Akin Birdal was the president of Turkey's largest human rights organisation, the Human Rights Association (IHD),
until he was forced to resign on 22 June 1999. He has been deprived permanently of his right to be a member of any association.
In an assassination attempt in May 1998, two men repeatedly shot at Akin Birdal in the office of the IHD in Ankara in broad daylight. In Amnesty International's view the Turkish authorities created the climate for the shooting of Akin Birdal by falsely associating him with the Kurdistan Workers' Party (PKK). In the immediate aftermath of the attempted murder the then Prime Minister claimed that the shooting was an 'internal settling of accounts' linking the IHD to the PKK.
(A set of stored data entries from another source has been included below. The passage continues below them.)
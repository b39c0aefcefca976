//! Server-sent event wire format.

use std::fmt::Write;

/// One server-sent event.
///
/// Rendered as `id:`, `event:`, `retry:` lines (each only when present) followed
/// by a single `data:` line and a blank line.
#[derive(Debug, Clone, Default, PartialEq, Eq)]
pub struct EventStreamMessage {
    pub id: Option<String>,
    pub event: Option<String>,
    /// Reconnection delay in milliseconds.
    pub retry: Option<u64>,
    pub data: String,
}

impl EventStreamMessage {
    pub fn new(data: impl Into<String>) -> Self {
        Self {
            data: data.into(),
            ..Self::default()
        }
    }

    pub fn with_id(mut self, id: impl Into<String>) -> Self {
        self.id = Some(id.into());
        self
    }

    pub fn with_event(mut self, event: impl Into<String>) -> Self {
        self.event = Some(event.into());
        self
    }

    pub fn with_retry(mut self, retry: u64) -> Self {
        self.retry = Some(retry);
        self
    }

    /// Wire representation of this message.
    pub fn format(&self) -> String {
        let mut out = String::with_capacity(self.data.len() + 16);
        if let Some(id) = self.id.as_deref().filter(|id| !id.is_empty()) {
            let _ = writeln!(out, "id: {id}");
        }
        if let Some(event) = self.event.as_deref().filter(|e| !e.is_empty()) {
            let _ = writeln!(out, "event: {event}");
        }
        if let Some(retry) = self.retry {
            let _ = writeln!(out, "retry: {retry}");
        }
        let _ = write!(out, "data: {}\n\n", self.data);
        out
    }
}

impl From<&str> for EventStreamMessage {
    fn from(data: &str) -> Self {
        Self::new(data)
    }
}

impl From<String> for EventStreamMessage {
    fn from(data: String) -> Self {
        Self::new(data)
    }
}

/// Concatenated wire form of several messages.
pub fn format_messages<'a, I>(messages: I) -> String
where
    I: IntoIterator<Item = &'a EventStreamMessage>,
{
    messages.into_iter().map(EventStreamMessage::format).collect()
}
In fact, investigations led to the indictment of people from an ultra-nationalist group, the Turkish Revenge Brigade@ (TIT), including a retired army officer and a serving gendarmerie officer. On 29 December 1999 nine of them were sentenced to prison terms from one to 19
years in relation with this crime.
The assassination attempt and his imprisonment are part of a broader campaign against the IHD and other human rights organisations in Turkey. The IHD branch in Diyarbakir has been closed since May 1997, the branch in Malatya since 28 February 2000. Amnesty International calls on the Turkish authorities to allow the closed branches to be reopened and all human rights defenders to safely monitor and report human rights matters as set out in the UN Human Rights Defenders Resolution of 9 December 1998.